* **TASK REQUIREMENTS**
Search the entries below for the string "custom" and give the number of lines that hold it, nothing else.

* **INFORMATION PROVIDED**
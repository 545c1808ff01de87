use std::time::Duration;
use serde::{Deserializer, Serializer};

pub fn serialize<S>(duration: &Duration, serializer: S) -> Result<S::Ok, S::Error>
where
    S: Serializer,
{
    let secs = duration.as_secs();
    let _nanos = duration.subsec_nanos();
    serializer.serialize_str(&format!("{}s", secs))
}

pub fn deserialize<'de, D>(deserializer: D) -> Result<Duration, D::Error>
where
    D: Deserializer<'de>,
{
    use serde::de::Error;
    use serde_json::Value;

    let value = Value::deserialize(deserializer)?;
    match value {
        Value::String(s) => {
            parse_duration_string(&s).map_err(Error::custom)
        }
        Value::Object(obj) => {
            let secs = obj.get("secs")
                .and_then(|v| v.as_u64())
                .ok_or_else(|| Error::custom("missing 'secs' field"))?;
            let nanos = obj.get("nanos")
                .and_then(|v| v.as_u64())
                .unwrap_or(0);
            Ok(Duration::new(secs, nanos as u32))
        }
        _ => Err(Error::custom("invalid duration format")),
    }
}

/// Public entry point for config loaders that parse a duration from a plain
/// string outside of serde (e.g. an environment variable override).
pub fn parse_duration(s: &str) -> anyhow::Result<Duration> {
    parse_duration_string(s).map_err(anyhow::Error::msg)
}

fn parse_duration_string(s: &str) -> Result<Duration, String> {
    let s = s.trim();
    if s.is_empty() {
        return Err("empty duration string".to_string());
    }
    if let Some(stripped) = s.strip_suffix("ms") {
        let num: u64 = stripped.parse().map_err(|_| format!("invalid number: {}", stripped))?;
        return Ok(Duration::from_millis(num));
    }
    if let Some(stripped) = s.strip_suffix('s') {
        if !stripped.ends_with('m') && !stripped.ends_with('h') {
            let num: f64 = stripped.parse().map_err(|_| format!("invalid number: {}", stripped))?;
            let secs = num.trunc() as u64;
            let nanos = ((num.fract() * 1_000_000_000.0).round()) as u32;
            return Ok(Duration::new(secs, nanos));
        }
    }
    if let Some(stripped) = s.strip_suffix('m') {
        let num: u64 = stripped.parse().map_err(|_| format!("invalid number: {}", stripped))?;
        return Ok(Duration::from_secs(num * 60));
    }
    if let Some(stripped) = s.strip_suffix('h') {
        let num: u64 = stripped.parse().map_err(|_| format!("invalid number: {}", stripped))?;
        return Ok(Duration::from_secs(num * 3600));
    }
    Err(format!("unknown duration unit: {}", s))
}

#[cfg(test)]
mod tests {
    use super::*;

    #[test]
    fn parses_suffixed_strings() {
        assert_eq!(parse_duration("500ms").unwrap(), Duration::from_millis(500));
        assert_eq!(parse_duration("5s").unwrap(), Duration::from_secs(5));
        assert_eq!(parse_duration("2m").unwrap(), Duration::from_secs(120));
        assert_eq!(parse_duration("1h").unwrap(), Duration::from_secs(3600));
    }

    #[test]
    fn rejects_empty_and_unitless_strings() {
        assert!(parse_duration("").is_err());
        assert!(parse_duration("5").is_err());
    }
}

* **RESPONSE**
3